I giovani non sono assolutamente una questione; sono chiamati comunemente i giovani delle
tre M: moglie/marito, macchina, mestiere; si preparano, dopo la naia, se sono maschi, o dopo
un’attesa, spesso casalinga, se sono ragazze, al matrimonio, che dà loro finalmente la
tessera d’ingresso nell’ambito mondo degli adulti.
Non esistono luoghi particolari per il loro tempo libero, né preoccupazioni sociali per la loro
tenuta.
I due fatti che danno una svolta decisiva in questo periodo sono il Concilio che conclude e la
contestazione che comincia. Il mondo giovanile ecclesiale è in subbuglio, in cambiamento
ancor prima della contestazione. I giovani erano già mobilitati nelle varie comunità cristiane
quando nella società è iniziata la contestazione. Avevano già cominciato a riscrivere nelle
parrocchie, nelle associazioni, negli oratori la loro voglia di cambiare e di prendersi in mano la
vita. I primi capitoli degli Atti degli Apostoli erano già diventati slogan e sogni di una nuova
comunione ecclesiale, ancor prima che si parlasse di partecipazione politica.

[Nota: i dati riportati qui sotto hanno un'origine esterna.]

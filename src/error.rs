//! Error types
//!
//!     Tokenizing never fails: malformed or truncated markup is reported in-band as
//!     [TokenKind::Error](crate::xml::TokenKind::Error) tokens. [PatternError] is returned when
//!     a caller compiles its own [Pattern](crate::Pattern); [Error] covers configuration and
//!     I/O in applications such as the binary.

use thiserror::Error;

/// A regular expression could not be compiled.
#[derive(Debug, Clone, Error)]
pub enum PatternError {
    #[error("invalid pattern `{name}`: {source}")]
    Invalid {
        name: String,
        #[source]
        source: regex::Error,
    },
}

/// Error for applications built on the tokenizer.
#[derive(Debug, Error)]
pub enum Error {
    #[error("configuration error: {0}")]
    Config(#[from] config::ConfigError),

    #[error("I/O error: {0}")]
    Io(#[from] std::io::Error),

    #[error("serialization error: {0}")]
    Serialize(String),
}

impl From<serde_json::Error> for Error {
    fn from(err: serde_json::Error) -> Self {
        Error::Serialize(err.to_string())
    }
}

impl From<serde_yaml::Error> for Error {
    fn from(err: serde_yaml::Error) -> Self {
        Error::Serialize(err.to_string())
    }
}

Sono gli anni in cui in maniera quasi verticale tramonta il mito dei giovani: i giovani appena
usati, sono da buttare. Mentre cominciano a prospettarsi risposte anche ben formulate di
partecipazione (cf scuola), il mondo giovanile non è più disposto a ricercare, guarda al mondo
adulto con ironia, si sfilaccia in gruppi violenti, perde la caratterizzazione di massa.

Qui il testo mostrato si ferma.